The scheduler has been trying to run as many as six workunits (CPU limit) at a time although the error has been occurring with as few as two.
Recent sessions that delivered several workunits at once were 1489 and 1566.

I have 32GB of ram and my preferences restrict the memory usage to 50% while active and 90% while idle. Applications are not left in memory while suspended.

I see now that both 1489 and 1566 have large memory requirements and running several workunits simultaneously would exceed either the physical memory of the PC or the memory restriction set by the preferences.
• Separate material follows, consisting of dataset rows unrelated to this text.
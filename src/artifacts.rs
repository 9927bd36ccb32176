//! The four files written per run and the text assembly behind them.

use serde::{Deserialize, Serialize};

/// Fixed preamble of `styles.css`.
pub const STYLESHEET_HEADER: &str = "/* styles.css */\n@tailwind base;\n@tailwind components;\n@tailwind utilities;\n\n";

#[derive(Debug, Clone, Copy, PartialEq, Eq)]
pub enum Artifact {
    Html,
    Styles,
    Scripts,
    Pdf,
}

impl Artifact {
    pub fn file_name(self) -> &'static str {
        match self {
            Artifact::Html => "index.html",
            Artifact::Styles => "styles.css",
            Artifact::Scripts => "scripts.js",
            Artifact::Pdf => "index.pdf",
        }
    }

    pub fn label(self) -> &'static str {
        match self {
            Artifact::Html => "html",
            Artifact::Styles => "css",
            Artifact::Scripts => "js",
            Artifact::Pdf => "pdf",
        }
    }
}

/// Progress through a single export run.
///
/// The run only ever moves forward; `Failed` absorbs any error.
#[derive(Debug, Clone, Copy, PartialEq, Eq)]
pub enum ExportStage {
    Init,
    Navigated,
    HtmlExported,
    CssExported,
    ScriptsExported,
    PdfExported,
    Done,
    Failed,
}

impl ExportStage {
    pub fn next(self) -> Self {
        match self {
            ExportStage::Init => ExportStage::Navigated,
            ExportStage::Navigated => ExportStage::HtmlExported,
            ExportStage::HtmlExported => ExportStage::CssExported,
            ExportStage::CssExported => ExportStage::ScriptsExported,
            ExportStage::ScriptsExported => ExportStage::PdfExported,
            ExportStage::PdfExported | ExportStage::Done => ExportStage::Done,
            ExportStage::Failed => ExportStage::Failed,
        }
    }

    /// Stage reached once `artifact` is on disk.
    pub fn after(artifact: Artifact) -> Self {
        match artifact {
            Artifact::Html => ExportStage::HtmlExported,
            Artifact::Styles => ExportStage::CssExported,
            Artifact::Scripts => ExportStage::ScriptsExported,
            Artifact::Pdf => ExportStage::PdfExported,
        }
    }

    pub fn as_str(self) -> &'static str {
        match self {
            ExportStage::Init => "init",
            ExportStage::Navigated => "navigated",
            ExportStage::HtmlExported => "html_exported",
            ExportStage::CssExported => "css_exported",
            ExportStage::ScriptsExported => "scripts_exported",
            ExportStage::PdfExported => "pdf_exported",
            ExportStage::Done => "done",
            ExportStage::Failed => "failed",
        }
    }
}

/// Rules of one `document.styleSheets` entry as read inside the page.
#[derive(Debug, Clone, Default, PartialEq, Deserialize, Serialize)]
pub struct StyleSheetText {
    pub href: Option<String>,
    pub css_text: String,
    /// Set when reading `cssRules` threw, usually a cross-origin sheet.
    pub error: Option<String>,
}

impl StyleSheetText {
    pub fn readable(css_text: impl Into<String>) -> Self {
        Self {
            href: None,
            css_text: css_text.into(),
            error: None,
        }
    }

    pub fn blocked(href: impl Into<String>, error: impl Into<String>) -> Self {
        Self {
            href: Some(href.into()),
            css_text: String::new(),
            error: Some(error.into()),
        }
    }
}

/// Header plus every sheet's rules in document order, one sheet per segment.
pub fn assemble_stylesheet(sheets: &[StyleSheetText]) -> String {
    let body = sheets
        .iter()
        .map(|sheet| {
            if sheet.error.is_some() {
                ""
            } else {
                sheet.css_text.as_str()
            }
        })
        .collect::<Vec<_>>()
        .join("\n");

    format!("{STYLESHEET_HEADER}{body}")
}

/// Wraps a script body in a comment recording where it came from.
pub fn wrap_script(src: &str, website: &str, source: &str) -> String {
    format!("\n/** {src}\n*  {website}\n*/\n\n{source}\n")
}

pub fn assemble_scripts(wrapped: &[String]) -> String {
    wrapped.join("\n")
}
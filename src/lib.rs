//! # Site Export
//!
//! Saves a single web page as a set of static artifacts, rendered through
//! headless Chrome:
//!
//! ```text
//! dist/output                 append-only status log shared by all runs
//! dist/<site-id>/index.html   DOM serialized after scripts have run
//! dist/<site-id>/styles.css   every readable stylesheet, in document order
//! dist/<site-id>/scripts.js   every external script, with a provenance header
//! dist/<site-id>/index.pdf    A4 snapshot rendered with `screen` media
//! ```
//!
//! `<site-id>` is the target URL with its `http://` or `https://` prefix removed.
//!
//! ## Pipeline
//!
//! 1. [`SiteTarget::parse`] derives the site identifier.
//! 2. [`Workspace::prepare`] creates the directories and writes the run header.
//! 3. [`ExportService::run`] launches the browser, waits for network idle and
//!    writes the four artifacts, logging each one to the status file.
//!
//! Script bodies are downloaded concurrently; everything else is sequential.
//! The browser is closed on every path out of the pipeline.
//!
//! ## CLI Usage
//!
//! ```bash
//! site-export --website https://example.com
//! site-export -w https://example.com --output-dir exports --paper letter
//! ```

/// Configuration and settings
pub mod config;

/// Error types
pub mod error;

/// Target URL and site identifier
pub mod site;

/// Artifact names, run stages and text assembly
pub mod artifacts;

/// Output directories and the status log
pub mod workspace;

/// Network-idle wait used during navigation
pub mod network_idle;

/// Headless browser session
pub mod browser;

/// External script downloads
pub mod scripts;

/// Export driver
pub mod export_service;

/// Command-line interface implementation
pub mod cli;

/// Run metrics
pub mod telemetry;

/// Utility functions and helpers
pub mod utils;

#[cfg(test)]
mod test_support;


pub use artifacts::*;
pub use browser::*;
pub use cli::*;
pub use config::*;
pub use error::*;
pub use export_service::*;
pub use network_idle::*;
pub use scripts::*;
pub use site::*;
pub use utils::*;
pub use workspace::*;
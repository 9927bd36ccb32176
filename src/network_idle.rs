//! Network-idle detection for navigation.
//!
//! The browser reports request lifecycle events; navigation is complete once
//! the number of open requests stays at or below a threshold for a full quiet
//! window.

use crate::NetworkIdle;
use futures::{stream, Stream, StreamExt};
use std::collections::HashSet;
use tracing::trace;

/// Request lifecycle event, keyed by the browser's request id.
#[derive(Debug, Clone, PartialEq, Eq)]
pub enum NetworkActivity {
    Started(String),
    Finished(String),
    Failed(String),
}

/// Open request ids.
///
/// Lifecycle events arrive on separate listeners, so a request's end can be
/// seen before its start. Ended ids are remembered and a late start for one of
/// them is ignored.
#[derive(Debug, Default)]
pub struct InflightTracker {
    open: HashSet<String>,
    settled: HashSet<String>,
}

impl InflightTracker {
    pub fn apply(&mut self, activity: NetworkActivity) {
        match activity {
            // Redirects reuse the request id, so a repeated start is a no-op.
            NetworkActivity::Started(id) => {
                if !self.settled.contains(&id) {
                    self.open.insert(id);
                }
            }
            NetworkActivity::Finished(id) | NetworkActivity::Failed(id) => {
                self.open.remove(&id);
                self.settled.insert(id);
            }
        }
    }

    pub fn inflight(&self) -> usize {
        self.open.len()
    }
}

/// Combines the three lifecycle listeners into one activity stream.
pub fn merge_activity<A, B, C>(
    started: A,
    finished: B,
    failed: C,
) -> impl Stream<Item = NetworkActivity>
where
    A: Stream<Item = NetworkActivity>,
    B: Stream<Item = NetworkActivity>,
    C: Stream<Item = NetworkActivity>,
{
    stream::select(started, stream::select(finished, failed))
}

/// Resolves once the network has been idle for `idle.quiet_window`, or when the
/// activity stream ends. Never times out on its own.
pub async fn wait_until_idle<S>(mut activity: S, idle: &NetworkIdle)
where
    S: Stream<Item = NetworkActivity> + Unpin,
{
    let mut tracker = InflightTracker::default();

    loop {
        let next = if tracker.inflight() <= idle.max_inflight {
            match tokio::time::timeout(idle.quiet_window, activity.next()).await {
                Ok(next) => next,
                Err(_) => {
                    trace!("Network idle with {} open requests", tracker.inflight());
                    return;
                }
            }
        } else {
            activity.next().await
        };

        match next {
            Some(event) => tracker.apply(event),
            None => return,
        }
    }
}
Should the scheduler be able to suspend a workunit or project when the memory limit is exceeded? Does Blender fail before the scheduler is aware of the excess memory usage?

The issue occurs when the scheduler requests a quota of work and receives several workunits. The workunits are marked as high priority and all have very long ETA values. The scheduler will start as many BURP workunits as possible in an attempt to finish the jobs on time.
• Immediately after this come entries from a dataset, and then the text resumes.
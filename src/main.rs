use adgen::{build_router, config::AppConfig, AppState};
use std::sync::Arc;

/// Finished jobs, their videos and unremoved uploads are dropped after this many hours
const JOB_RETENTION_HOURS: i64 = 6;

#[tokio::main]
async fn main() {
    // Load environment variables from .env file
    dotenvy::dotenv().ok();

    if let Err(e) = init_logging() {
        eprintln!("Failed to initialize logging: {}", e);
        std::process::exit(1);
    }

    let config = AppConfig::from_env();

    if config.gemini.api_key.is_some() {
        tracing::info!(
            "Initializing Gemini client (text: {}, image: {}, video: {})",
            config.gemini.text_model,
            config.gemini.image_model,
            config.gemini.video_model
        );
    } else {
        tracing::warn!("API_KEY not found. Generation endpoints will answer 503 until it is set.");
        tracing::info!("To enable generation, set: GEMINI_API_KEY (or API_KEY)");
    }

    let bind_addr = config.bind_addr.clone();
    let shared_state = Arc::new(AppState::new(config));

    // Periodically drop finished scene video jobs, their videos and stale uploads
    let cleanup_state = shared_state.clone();
    tokio::spawn(async move {
        let mut interval = tokio::time::interval(tokio::time::Duration::from_secs(3600));
        loop {
            interval.tick().await;
            cleanup_state.cleanup_expired(JOB_RETENTION_HOURS).await;
        }
    });

    let app = build_router(shared_state);

    let listener = match tokio::net::TcpListener::bind(&bind_addr).await {
        Ok(listener) => listener,
        Err(e) => {
            tracing::error!("Failed to bind {}: {}", bind_addr, e);
            std::process::exit(1);
        }
    };
    tracing::info!("listening on {}", bind_addr);

    if let Err(e) = axum::serve(
        listener,
        app.into_make_service_with_connect_info::<std::net::SocketAddr>(),
    )
    .await
    {
        tracing::error!("Server error: {}", e);
        std::process::exit(1);
    }
}

fn init_logging() -> Result<(), Box<dyn std::error::Error>> {
    use tracing_subscriber::{fmt, layer::SubscriberExt, util::SubscriberInitExt, EnvFilter, Layer};

    let log_level = std::env::var("RUST_LOG").unwrap_or_else(|_| {
        if cfg!(debug_assertions) {
            "debug,adgen=trace,reqwest=info,hyper=info,tower=info".to_string()
        } else {
            "info,adgen=info,reqwest=warn,hyper=warn,tower=warn".to_string()
        }
    });

    let env_filter = EnvFilter::try_from_default_env().or_else(|_| EnvFilter::try_new(&log_level))?;

    let fmt_layer = if std::env::var("LOG_FORMAT").as_deref() == Ok("json") {
        // JSON logging for log aggregation
        fmt::layer()
            .json()
            .with_current_span(true)
            .with_span_list(false)
            .with_target(true)
            .boxed()
    } else {
        fmt::layer()
            .with_target(true)
            .with_file(true)
            .with_line_number(true)
            .boxed()
    };

    tracing_subscriber::registry()
        .with(env_filter)
        .with(fmt_layer)
        .try_init()?;

    tracing::info!("🎬 AdGen starting up...");
    tracing::info!("Version: {}", env!("CARGO_PKG_VERSION"));
    tracing::info!("Build mode: {}", if cfg!(debug_assertions) { "development" } else { "production" });
    tracing::info!("Log level: {}", log_level);

    Ok(())
}
use crate::models::CHANNEL_OPTIONS;
use axum::{
    response::Html,
    routing::get,
    Router,
};

pub fn ui_routes() -> Router {
    Router::new().route("/", get(campaign_page))
}

fn channel_checkboxes() -> String {
    CHANNEL_OPTIONS
        .iter()
        .map(|channel| {
            format!(
                r#"<label class="checkbox"><input type="checkbox" name="channels" value="{0}"> {0}</label>"#,
                channel
            )
        })
        .collect::<Vec<_>>()
        .join("\n                ")
}

pub async fn campaign_page() -> Html<String> {
    Html(PAGE_TEMPLATE.replace("{{CHANNELS}}", &channel_checkboxes()))
}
I am currently using Boinc client version 7.0.28



Profile Janus
Volunteer moderator
Project administrator
Avatar
Send message
Joined: 16 Jun 04
Posts: 4487
Credit: 2,094,806
RAC: 0
Message 11675 - Posted: 26 Mar 2013, 8:56:31 UTC - in response to Message 11674.
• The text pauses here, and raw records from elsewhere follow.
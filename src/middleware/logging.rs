use axum::{
    extract::{ConnectInfo, MatchedPath, Request},
    middleware::Next,
    response::Response,
};
use std::net::SocketAddr;
use std::time::Instant;
use uuid::Uuid;

/// Structured request/response logging for every route.
///
/// Bodies are never logged: uploads and generated media can be large, and
/// prompts may carry customer copy.
pub async fn request_logging_middleware(req: Request, next: Next) -> Response {
    let start = Instant::now();
    let request_id = Uuid::new_v4().to_string();

    let method = req.method().clone();
    let uri = req.uri().clone();
    let matched_path = req
        .extensions()
        .get::<MatchedPath>()
        .map(|mp| mp.as_str().to_owned())
        .unwrap_or_else(|| "unknown".to_owned());
    let remote_addr = req
        .extensions()
        .get::<ConnectInfo<SocketAddr>>()
        .map(|ci| ci.0.to_string())
        .unwrap_or_else(|| "unknown".to_string());

    tracing::debug!(
        request_id = %request_id,
        method = %method,
        path = %matched_path,
        remote_addr = %remote_addr,
        "incoming request"
    );

    let response = next.run(req).await;

    let duration_ms = start.elapsed().as_millis();
    let status = response.status().as_u16();

    match status {
        500..=599 => tracing::error!(
            request_id = %request_id,
            method = %method,
            path = %matched_path,
            uri = %uri,
            status,
            duration_ms = %duration_ms,
            "request completed (server error)"
        ),
        400..=499 => tracing::warn!(
            request_id = %request_id,
            method = %method,
            path = %matched_path,
            uri = %uri,
            status,
            duration_ms = %duration_ms,
            "request completed (client error)"
        ),
        _ => tracing::info!(
            request_id = %request_id,
            method = %method,
            path = %matched_path,
            uri = %uri,
            status,
            duration_ms = %duration_ms,
            "request completed"
        ),
    }

    response
}
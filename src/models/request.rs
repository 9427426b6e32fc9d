use serde::{Deserialize, Serialize};

/// Channels offered as checkboxes on the campaign form.
pub const CHANNEL_OPTIONS: [&str; 5] = [
    "TikTok",
    "YouTube",
    "Instagram Feed",
    "Instagram Reels",
    "Billboard",
];

/// Campaign inputs submitted by the form.
///
/// Images are referenced by upload id; the bytes live in the media store
/// until the user removes them.
#[derive(Debug, Clone, Default, Serialize, Deserialize)]
#[serde(rename_all = "camelCase")]
pub struct AdGenRequest {
    pub product_description: String,
    #[serde(default)]
    pub product_images: Vec<String>,
    #[serde(default)]
    pub celebrity_images: Vec<String>,
    #[serde(default)]
    pub campaign_goals: String,
    #[serde(default)]
    pub brand_guidelines: String,
    #[serde(default)]
    pub tone: String,
    #[serde(default)]
    pub channels: Vec<String>,
    #[serde(default)]
    pub regions: String,
}

impl AdGenRequest {
    /// Names of required fields left blank, in form order.
    pub fn missing_required_fields(&self) -> Vec<&'static str> {
        [
            ("productDescription", &self.product_description),
            ("campaignGoals", &self.campaign_goals),
            ("tone", &self.tone),
            ("regions", &self.regions),
        ]
        .into_iter()
        .filter(|(_, value)| value.trim().is_empty())
        .map(|(name, _)| name)
        .collect()
    }
}

/// Scene fields needed to prompt the image and video models.
///
/// Concept storyboards carry a mood; ad package storyboards carry a camera move.
#[derive(Debug, Clone, Default, Serialize, Deserialize)]
pub struct SceneMediaRequest {
    pub scene_id: String,
    pub shot_type: String,
    pub action: String,
    #[serde(default)]
    pub mood: Option<String>,
    #[serde(default)]
    pub camera_move: Option<String>,
}
// src/handlers/jobs.rs
//! Job endpoints - status and cancel

use axum::{
    extract::{Extension, Path},
    http::StatusCode,
    response::{IntoResponse, Json},
    routing::{get, post},
    Router,
};
use std::sync::Arc;
use crate::error::ApiError;
use crate::AppState;
use crate::jobs::JobId;

/// GET /api/jobs/:job_id - Get job status
pub async fn get_job_status(
    Path(job_id): Path<JobId>,
    Extension(state): Extension<Arc<AppState>>,
) -> impl IntoResponse {
    match state.job_manager.get_job(&job_id).await {
        Some(job) => (StatusCode::OK, Json(job)).into_response(),
        None => ApiError::not_found("Job not found").into_response(),
    }
}

/// POST /api/jobs/:job_id/cancel - Stop a running video job
pub async fn cancel_job(
    Path(job_id): Path<JobId>,
    Extension(state): Extension<Arc<AppState>>,
) -> impl IntoResponse {
    if state.job_manager.get_job(&job_id).await.is_none() {
        return ApiError::not_found("Job not found").into_response();
    }

    match state.job_manager.cancel(&job_id).await {
        Ok(_) => {
            tracing::info!("Job {} cancellation requested", job_id);
            match state.job_manager.get_job(&job_id).await {
                Some(job) => (StatusCode::OK, Json(job)).into_response(),
                None => StatusCode::NO_CONTENT.into_response(),
            }
        }
        Err(e) => {
            tracing::warn!("Failed to cancel job {}: {}", job_id, e);
            ApiError::bad_request(e).into_response()
        }
    }
}

/// Routes for job management
pub fn job_routes() -> Router {
    Router::new()
        .route("/api/jobs/:job_id", get(get_job_status))
        .route("/api/jobs/:job_id/cancel", post(cancel_job))
}
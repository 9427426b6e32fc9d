use serde::{Deserialize, Serialize};

/// Full channel-aware ad package returned by the text model.
#[derive(Debug, Clone, Default, Serialize, Deserialize, PartialEq)]
#[serde(default)]
pub struct AdPackage {
    pub campaign_brief: CampaignBrief,
    pub audience: Audience,
    pub kpi: Kpi,
    pub variants: Vec<Variant>,
    pub assets: Vec<Asset>,
    pub style_guide: StyleGuide,
    pub production_checklist: Vec<String>,
    pub disclaimer_legal: String,
}

#[derive(Debug, Clone, Default, Serialize, Deserialize, PartialEq)]
#[serde(default)]
pub struct CampaignBrief {
    pub title: String,
    pub hook: String,
    pub value_props: Vec<String>,
}

#[derive(Debug, Clone, Default, Serialize, Deserialize, PartialEq)]
#[serde(default)]
pub struct Audience {
    pub age_range: String,
    pub segments: Vec<String>,
    pub insight: String,
}

#[derive(Debug, Clone, Default, Serialize, Deserialize, PartialEq)]
#[serde(default)]
pub struct Kpi {
    pub primary: String,
    pub goal: String,
}

#[derive(Debug, Clone, Default, Serialize, Deserialize, PartialEq)]
#[serde(default)]
pub struct StoryboardScene {
    pub scene_id: String,
    pub duration_s: f64,
    pub shot_type: String,
    pub camera_move: String,
    pub framing: String,
    pub action: String,
    pub dialogue_vo: String,
    pub onscreen_text: String,
    pub color_palette: Vec<String>,
    pub typography: String,
    pub music_sfx: String,
    pub transition: String,
    pub assets_needed: Vec<String>,
}

#[derive(Debug, Clone, Default, Serialize, Deserialize, PartialEq)]
#[serde(default)]
pub struct AdCopy {
    pub headline: String,
    pub body: String,
    pub cta: String,
}

#[derive(Debug, Clone, Default, Serialize, Deserialize, PartialEq)]
#[serde(default)]
pub struct RenderSpecs {
    pub resolution: String,
    pub format: String,
    pub filename: String,
}

#[derive(Debug, Clone, Default, Serialize, Deserialize, PartialEq)]
#[serde(default)]
pub struct AbTest {
    pub label: String,
    pub change: String,
}

/// One channel-specific rendering of the package.
#[derive(Debug, Clone, Default, Serialize, Deserialize, PartialEq)]
#[serde(default)]
pub struct Variant {
    pub id: String,
    pub channel: String,
    pub duration_s: f64,
    pub aspect_ratio: String,
    pub storyboard: Vec<StoryboardScene>,
    pub copy: AdCopy,
    pub render_specs: RenderSpecs,
    pub ab_tests: Vec<AbTest>,
    pub legal_note: String,
}

#[derive(Debug, Clone, Copy, Default, Serialize, Deserialize, PartialEq, Eq)]
#[serde(rename_all = "lowercase")]
pub enum AssetType {
    #[default]
    Image,
    Video,
    Audio,
    Font,
}

impl AssetType {
    pub const ALL: [&'static str; 4] = ["image", "video", "audio", "font"];
}

#[derive(Debug, Clone, Default, Serialize, Deserialize, PartialEq)]
#[serde(default)]
pub struct Asset {
    pub id: String,
    #[serde(rename = "type")]
    pub asset_type: AssetType,
    pub purpose: String,
    pub notes: String,
}

#[derive(Debug, Clone, Default, Serialize, Deserialize, PartialEq)]
#[serde(default)]
pub struct StyleGuide {
    pub colors: Vec<String>,
    pub typography: String,
    pub logo_placement: String,
    pub motion_easing: String,
}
Well if BOINC starts up 6x12GB workunits on a 32GB machine then the client-side scheduler is clearly flawed somehow. The memory requirements are stated in the workunits up front.

Another thing: It is very beneficial to leave workunits in memory if suspended, they will restart from 0% otherwise. Even for other projects you can save quite a few % by simply suspending them in memory (Windows/Linux will just slowly move them to swap so it doesn't really matter performance wise).

LumenDan
Project donor
Send message
Joined: 27 May 05
Posts: 57
Credit: 1,149,938
RAC: 364
Message 11678 - Posted: 27 Mar 2013, 6:51:31 UTC - in response to Message 11675.
Last modified: 27 Mar 2013, 7:09:22 UTC

I have updated to BOINC client 7.0.58.
The new client seems to handle the situation slightly better than the old one.

I have 4 BURP units still in the queue. I have allowed all to run and the scheduler started all four at once.
The memory usge slowly increased and when the physical memory was exhausted blender failed with an APPCRASH error.

The scheduler temporarily suspended the task and removed the high priority status.
The crashed work unit is now queued with status "Waiting to run"

EDIT:
After changing the local preferences I believe the client may be responsible for causing the APPCRASH error.
I reduced the memory restriction to 10% of total memory all three of the remaining Blender applications crashed.
The scheduler restarted one of the work units as high priority and queued the others with status "Waiting to run.
When I increased the memory limit back to 50% the queue status changed to "Ready to Start" and the units were re-started soon after.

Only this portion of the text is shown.